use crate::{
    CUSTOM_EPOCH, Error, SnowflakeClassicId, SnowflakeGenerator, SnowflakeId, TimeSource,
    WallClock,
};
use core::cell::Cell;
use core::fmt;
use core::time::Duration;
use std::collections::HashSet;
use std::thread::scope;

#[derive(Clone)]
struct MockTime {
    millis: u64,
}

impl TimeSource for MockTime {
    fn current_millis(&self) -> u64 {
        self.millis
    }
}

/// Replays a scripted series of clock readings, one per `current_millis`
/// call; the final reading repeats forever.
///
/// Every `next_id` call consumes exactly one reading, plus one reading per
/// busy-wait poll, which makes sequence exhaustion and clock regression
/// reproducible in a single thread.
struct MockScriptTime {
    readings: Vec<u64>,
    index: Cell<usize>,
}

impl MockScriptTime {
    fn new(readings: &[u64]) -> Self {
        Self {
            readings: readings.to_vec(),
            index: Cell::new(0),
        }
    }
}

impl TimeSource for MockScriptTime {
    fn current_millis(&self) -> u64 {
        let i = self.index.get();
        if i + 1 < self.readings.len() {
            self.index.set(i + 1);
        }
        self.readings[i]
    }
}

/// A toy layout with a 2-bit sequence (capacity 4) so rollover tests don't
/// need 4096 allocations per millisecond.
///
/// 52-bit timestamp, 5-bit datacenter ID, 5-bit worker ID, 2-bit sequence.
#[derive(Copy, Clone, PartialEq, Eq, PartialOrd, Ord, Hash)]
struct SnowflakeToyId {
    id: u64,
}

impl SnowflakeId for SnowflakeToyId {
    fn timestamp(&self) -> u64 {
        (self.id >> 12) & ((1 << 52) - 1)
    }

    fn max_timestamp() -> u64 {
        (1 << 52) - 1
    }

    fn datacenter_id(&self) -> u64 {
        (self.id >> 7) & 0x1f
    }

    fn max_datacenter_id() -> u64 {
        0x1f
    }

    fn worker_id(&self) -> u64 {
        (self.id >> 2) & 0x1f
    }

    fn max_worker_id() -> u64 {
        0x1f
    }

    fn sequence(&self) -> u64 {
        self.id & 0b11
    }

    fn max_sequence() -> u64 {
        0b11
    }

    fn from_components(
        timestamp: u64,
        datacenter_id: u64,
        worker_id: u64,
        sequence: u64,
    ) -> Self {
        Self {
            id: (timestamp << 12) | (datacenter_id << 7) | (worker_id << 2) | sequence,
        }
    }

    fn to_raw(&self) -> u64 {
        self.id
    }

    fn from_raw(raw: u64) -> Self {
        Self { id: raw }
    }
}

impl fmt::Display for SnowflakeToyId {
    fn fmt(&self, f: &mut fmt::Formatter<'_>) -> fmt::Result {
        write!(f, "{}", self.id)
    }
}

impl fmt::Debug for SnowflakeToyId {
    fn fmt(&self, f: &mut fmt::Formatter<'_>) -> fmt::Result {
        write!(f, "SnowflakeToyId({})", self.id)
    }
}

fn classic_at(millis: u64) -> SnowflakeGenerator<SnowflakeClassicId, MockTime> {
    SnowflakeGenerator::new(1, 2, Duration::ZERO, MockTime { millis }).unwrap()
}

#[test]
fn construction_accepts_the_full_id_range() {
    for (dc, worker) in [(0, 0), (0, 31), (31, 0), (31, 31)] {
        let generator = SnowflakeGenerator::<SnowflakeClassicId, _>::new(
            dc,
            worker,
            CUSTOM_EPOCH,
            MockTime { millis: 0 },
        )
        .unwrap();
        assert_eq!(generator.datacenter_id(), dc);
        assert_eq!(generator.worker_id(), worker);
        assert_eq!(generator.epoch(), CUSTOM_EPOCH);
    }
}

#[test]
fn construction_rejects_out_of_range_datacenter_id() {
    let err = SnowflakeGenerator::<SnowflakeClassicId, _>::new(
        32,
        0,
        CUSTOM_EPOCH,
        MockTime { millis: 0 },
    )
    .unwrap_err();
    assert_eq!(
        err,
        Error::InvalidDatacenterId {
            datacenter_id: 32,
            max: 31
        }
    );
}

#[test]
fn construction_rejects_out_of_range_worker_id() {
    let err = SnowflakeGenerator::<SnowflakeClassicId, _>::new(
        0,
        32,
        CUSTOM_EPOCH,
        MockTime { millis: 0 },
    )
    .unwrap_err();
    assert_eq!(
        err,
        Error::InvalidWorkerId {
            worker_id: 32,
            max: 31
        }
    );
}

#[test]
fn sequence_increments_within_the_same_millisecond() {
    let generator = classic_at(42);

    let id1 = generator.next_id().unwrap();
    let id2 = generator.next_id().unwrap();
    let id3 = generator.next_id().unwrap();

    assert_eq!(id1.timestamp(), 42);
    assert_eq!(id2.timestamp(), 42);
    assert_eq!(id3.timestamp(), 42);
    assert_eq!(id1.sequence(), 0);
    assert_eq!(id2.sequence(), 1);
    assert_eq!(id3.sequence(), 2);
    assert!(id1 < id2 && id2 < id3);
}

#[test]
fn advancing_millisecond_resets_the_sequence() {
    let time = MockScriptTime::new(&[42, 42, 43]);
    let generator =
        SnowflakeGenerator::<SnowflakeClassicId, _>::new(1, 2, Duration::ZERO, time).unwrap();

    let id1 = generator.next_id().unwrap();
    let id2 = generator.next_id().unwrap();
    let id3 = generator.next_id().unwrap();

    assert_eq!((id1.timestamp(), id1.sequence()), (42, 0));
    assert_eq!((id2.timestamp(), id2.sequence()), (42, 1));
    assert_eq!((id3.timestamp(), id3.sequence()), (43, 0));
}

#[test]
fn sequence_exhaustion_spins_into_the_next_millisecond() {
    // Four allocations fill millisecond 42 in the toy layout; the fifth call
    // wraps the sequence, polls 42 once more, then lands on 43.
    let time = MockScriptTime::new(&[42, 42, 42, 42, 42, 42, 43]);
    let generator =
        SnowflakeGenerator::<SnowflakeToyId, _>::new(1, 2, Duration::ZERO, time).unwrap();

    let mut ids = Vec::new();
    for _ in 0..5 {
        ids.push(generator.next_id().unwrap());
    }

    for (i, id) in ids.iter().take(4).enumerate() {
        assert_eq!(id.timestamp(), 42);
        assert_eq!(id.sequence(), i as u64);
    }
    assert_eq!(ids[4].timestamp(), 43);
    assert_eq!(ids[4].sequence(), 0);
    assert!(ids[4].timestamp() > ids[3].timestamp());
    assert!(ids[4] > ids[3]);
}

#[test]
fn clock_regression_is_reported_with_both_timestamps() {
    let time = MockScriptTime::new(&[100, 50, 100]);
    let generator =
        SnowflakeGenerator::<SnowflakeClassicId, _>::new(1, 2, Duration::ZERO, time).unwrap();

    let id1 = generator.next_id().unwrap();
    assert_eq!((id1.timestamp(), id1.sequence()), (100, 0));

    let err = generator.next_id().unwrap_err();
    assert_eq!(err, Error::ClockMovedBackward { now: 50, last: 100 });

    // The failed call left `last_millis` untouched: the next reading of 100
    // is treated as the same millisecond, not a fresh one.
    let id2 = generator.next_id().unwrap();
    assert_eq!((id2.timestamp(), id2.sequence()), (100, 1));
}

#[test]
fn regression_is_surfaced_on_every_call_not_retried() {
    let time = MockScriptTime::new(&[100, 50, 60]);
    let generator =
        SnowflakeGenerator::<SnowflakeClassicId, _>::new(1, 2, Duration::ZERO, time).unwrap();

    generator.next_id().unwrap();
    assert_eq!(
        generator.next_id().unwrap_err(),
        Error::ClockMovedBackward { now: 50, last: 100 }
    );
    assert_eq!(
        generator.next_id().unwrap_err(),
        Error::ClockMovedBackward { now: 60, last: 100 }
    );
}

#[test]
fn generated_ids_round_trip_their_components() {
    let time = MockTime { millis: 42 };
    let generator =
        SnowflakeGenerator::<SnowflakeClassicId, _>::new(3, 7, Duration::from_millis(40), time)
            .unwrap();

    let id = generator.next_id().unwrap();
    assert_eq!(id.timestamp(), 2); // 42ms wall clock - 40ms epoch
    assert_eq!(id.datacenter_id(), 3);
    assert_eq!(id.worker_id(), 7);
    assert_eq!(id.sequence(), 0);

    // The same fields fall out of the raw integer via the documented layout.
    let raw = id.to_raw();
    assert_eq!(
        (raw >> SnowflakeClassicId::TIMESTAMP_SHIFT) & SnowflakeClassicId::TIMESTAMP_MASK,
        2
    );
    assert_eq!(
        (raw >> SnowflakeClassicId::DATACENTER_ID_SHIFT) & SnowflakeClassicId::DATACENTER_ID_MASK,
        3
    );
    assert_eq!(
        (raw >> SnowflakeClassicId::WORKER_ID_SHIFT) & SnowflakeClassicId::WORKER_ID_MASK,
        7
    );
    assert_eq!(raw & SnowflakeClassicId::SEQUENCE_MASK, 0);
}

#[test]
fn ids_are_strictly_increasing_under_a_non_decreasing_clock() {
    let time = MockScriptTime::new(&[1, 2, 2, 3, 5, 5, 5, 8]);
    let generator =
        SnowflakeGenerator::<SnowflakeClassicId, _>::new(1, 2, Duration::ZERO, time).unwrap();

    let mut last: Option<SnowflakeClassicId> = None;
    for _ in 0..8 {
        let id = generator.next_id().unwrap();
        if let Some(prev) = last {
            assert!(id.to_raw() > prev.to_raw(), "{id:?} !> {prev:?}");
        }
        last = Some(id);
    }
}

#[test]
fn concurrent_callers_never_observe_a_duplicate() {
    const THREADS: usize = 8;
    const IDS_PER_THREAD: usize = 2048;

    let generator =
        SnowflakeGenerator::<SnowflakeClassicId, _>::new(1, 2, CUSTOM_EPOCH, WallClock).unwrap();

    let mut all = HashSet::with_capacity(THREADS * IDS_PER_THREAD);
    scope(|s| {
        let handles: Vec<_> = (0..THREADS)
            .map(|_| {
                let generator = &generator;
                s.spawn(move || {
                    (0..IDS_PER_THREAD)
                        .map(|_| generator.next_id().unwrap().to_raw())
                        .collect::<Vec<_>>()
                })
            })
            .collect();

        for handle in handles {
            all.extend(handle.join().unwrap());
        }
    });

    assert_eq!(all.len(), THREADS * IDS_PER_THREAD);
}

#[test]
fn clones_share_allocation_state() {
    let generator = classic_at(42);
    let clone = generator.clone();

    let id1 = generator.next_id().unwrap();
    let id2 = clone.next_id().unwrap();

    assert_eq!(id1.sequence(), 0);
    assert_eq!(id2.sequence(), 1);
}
-- -- --
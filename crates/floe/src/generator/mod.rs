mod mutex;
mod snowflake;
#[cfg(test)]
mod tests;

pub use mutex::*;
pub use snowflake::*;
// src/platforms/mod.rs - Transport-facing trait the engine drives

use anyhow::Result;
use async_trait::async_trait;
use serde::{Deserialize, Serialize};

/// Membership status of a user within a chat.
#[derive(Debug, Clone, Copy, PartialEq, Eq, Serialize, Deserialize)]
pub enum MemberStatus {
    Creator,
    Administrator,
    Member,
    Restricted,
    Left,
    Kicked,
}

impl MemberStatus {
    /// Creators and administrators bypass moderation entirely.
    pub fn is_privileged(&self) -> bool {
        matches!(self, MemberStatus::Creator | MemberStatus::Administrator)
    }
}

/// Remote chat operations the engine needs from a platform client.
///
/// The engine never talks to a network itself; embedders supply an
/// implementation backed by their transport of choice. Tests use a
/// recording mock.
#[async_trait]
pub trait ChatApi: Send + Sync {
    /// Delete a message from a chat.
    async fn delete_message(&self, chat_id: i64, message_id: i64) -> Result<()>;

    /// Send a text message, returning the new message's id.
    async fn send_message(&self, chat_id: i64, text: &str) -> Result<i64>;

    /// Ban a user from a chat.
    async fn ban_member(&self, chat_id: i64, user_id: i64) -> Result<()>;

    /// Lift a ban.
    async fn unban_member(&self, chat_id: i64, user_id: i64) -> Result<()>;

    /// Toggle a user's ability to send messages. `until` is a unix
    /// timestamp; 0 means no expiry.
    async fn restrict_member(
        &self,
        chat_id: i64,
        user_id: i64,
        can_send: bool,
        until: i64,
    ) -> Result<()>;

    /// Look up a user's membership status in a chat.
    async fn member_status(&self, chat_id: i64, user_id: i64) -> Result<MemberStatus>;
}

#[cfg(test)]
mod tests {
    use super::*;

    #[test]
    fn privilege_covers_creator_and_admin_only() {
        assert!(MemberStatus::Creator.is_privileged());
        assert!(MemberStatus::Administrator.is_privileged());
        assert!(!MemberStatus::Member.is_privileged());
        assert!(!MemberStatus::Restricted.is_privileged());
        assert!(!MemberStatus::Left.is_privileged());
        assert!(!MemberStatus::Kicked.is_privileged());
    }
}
-- -- --
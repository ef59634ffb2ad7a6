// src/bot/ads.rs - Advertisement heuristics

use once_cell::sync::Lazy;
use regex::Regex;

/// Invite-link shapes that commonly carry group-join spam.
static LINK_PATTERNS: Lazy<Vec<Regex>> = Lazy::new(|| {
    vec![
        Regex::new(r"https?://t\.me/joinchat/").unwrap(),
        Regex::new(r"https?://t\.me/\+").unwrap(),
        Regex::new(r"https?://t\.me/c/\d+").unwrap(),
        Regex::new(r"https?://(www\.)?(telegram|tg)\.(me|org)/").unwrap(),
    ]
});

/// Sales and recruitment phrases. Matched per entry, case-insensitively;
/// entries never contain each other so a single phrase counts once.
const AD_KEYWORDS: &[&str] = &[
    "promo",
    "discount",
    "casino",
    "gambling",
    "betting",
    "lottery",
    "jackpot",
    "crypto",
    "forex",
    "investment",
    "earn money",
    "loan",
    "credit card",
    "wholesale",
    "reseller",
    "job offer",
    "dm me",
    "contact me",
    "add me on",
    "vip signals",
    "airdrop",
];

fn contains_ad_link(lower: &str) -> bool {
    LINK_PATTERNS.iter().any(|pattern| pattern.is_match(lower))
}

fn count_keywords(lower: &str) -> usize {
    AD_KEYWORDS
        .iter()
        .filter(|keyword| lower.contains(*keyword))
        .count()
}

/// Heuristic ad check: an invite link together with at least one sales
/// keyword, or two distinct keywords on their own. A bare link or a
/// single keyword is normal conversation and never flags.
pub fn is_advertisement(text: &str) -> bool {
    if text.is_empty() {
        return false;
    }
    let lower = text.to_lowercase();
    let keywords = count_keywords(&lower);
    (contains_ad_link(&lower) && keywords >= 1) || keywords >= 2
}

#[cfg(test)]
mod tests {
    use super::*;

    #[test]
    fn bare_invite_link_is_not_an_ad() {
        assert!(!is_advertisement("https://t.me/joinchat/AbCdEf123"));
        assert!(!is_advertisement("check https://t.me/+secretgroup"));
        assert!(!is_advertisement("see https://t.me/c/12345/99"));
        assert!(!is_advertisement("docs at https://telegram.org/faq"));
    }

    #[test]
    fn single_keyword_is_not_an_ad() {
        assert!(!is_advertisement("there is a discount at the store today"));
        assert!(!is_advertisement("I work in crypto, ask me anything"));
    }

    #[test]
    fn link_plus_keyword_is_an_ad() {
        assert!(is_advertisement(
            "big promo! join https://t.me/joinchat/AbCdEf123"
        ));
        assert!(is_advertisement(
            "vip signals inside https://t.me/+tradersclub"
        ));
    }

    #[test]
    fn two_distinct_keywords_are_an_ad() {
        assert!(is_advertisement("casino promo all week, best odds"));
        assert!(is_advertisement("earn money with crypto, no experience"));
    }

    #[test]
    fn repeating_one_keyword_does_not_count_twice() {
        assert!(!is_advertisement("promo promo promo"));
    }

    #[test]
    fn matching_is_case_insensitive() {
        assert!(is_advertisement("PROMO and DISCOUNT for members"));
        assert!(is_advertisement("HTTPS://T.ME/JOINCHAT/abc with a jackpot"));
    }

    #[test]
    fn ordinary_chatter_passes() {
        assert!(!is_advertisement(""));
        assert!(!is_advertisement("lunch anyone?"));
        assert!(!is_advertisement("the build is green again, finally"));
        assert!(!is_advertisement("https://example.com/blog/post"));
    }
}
-- -- --
■ **Task to carry out**: If a line of the entries holds the word "earn", copy it out.

■ **Response to the exercise**:
    "earn money",
        assert!(is_advertisement("earn money with crypto, no experience"));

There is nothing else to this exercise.